26. In Ram Awadesh Singh v. Sumitra Devi and Ors. : [1972]2SCR674 the High Court Set aside the election of the appellant before this Court on the ground that his nomination paper had been improperly accepted and the election had been materially affected thereby. It was proved that the Returning Officer did look into the nomination paper, but unfortunately he did not notice that the appellant's name had been removed from the Arrah constituency. The appellant had with him a certified copy of the electoral roll of Sandesh constituency where his name was enrolled and he showed it to the Returning Officers. The mistake complained of occurred because both the appellant as well as the Returning Officer looked into the main voters' list of the Arrah constituency but overlooked the deletion noted in a separate list. In these circumstances, it has been held by this Court that the High Court was not justified in allowing the election petition on the ground that the nomination paper of the appellant was improperly accepted. This decision will not apply to the facts of the present case where with the serial numbers and the numbers given as part numbers of the candidate and the proposer in the nomination paper their names could not be traced in the concerned parts as registered voters. The Returning Officer, therefore, felt helpless and asked the candidate to point out the names of himself and his proposer in the electoral roll which he did not do.
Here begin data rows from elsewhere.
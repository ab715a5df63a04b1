//! Site header.

use lumiere_sdk::lumiere_core::html_escape;

use crate::data::BRAND;

/// Header with brand, navigation and the font selector markup.
pub fn render_header(collections_href: &str, font_selector: &str) -> String {
    format!(
        r#"<header class="site-header" data-section="header">
    <a href="/" class="logo">{}</a>
    <nav class="header-nav">
        <a href="/collections/gems">Gems</a>
        <a href="/collections/jewelry">Jewelry</a>
        <a href="{}">Collections</a>
    </nav>
    {}
</header>"#,
        html_escape(BRAND),
        html_escape(collections_href),
        font_selector
    )
}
27. The decision in Viveka Nand Giri v. Nawal Kishore Sahi : [1984]2SCR558 also would not apply to the facts of the present case as the defect in the nomination paper in that case was only the difference in the age in the electoral roll and the nomination paper. It has been held by this Court that it was a case of inaccurate description mentioned in Section 33(4) of the Act which ought to have been got corrected or overlooked by the Returning Officer having regard to the language of the proviso to that sub-section.

28. For the reasons mentioned above we are of the opinion that the Returning Officer in the present case could not be said to have improperly rejected the nomination paper Dog Ram. The appeal is accordingly allowed with costs here as well as in the High Court.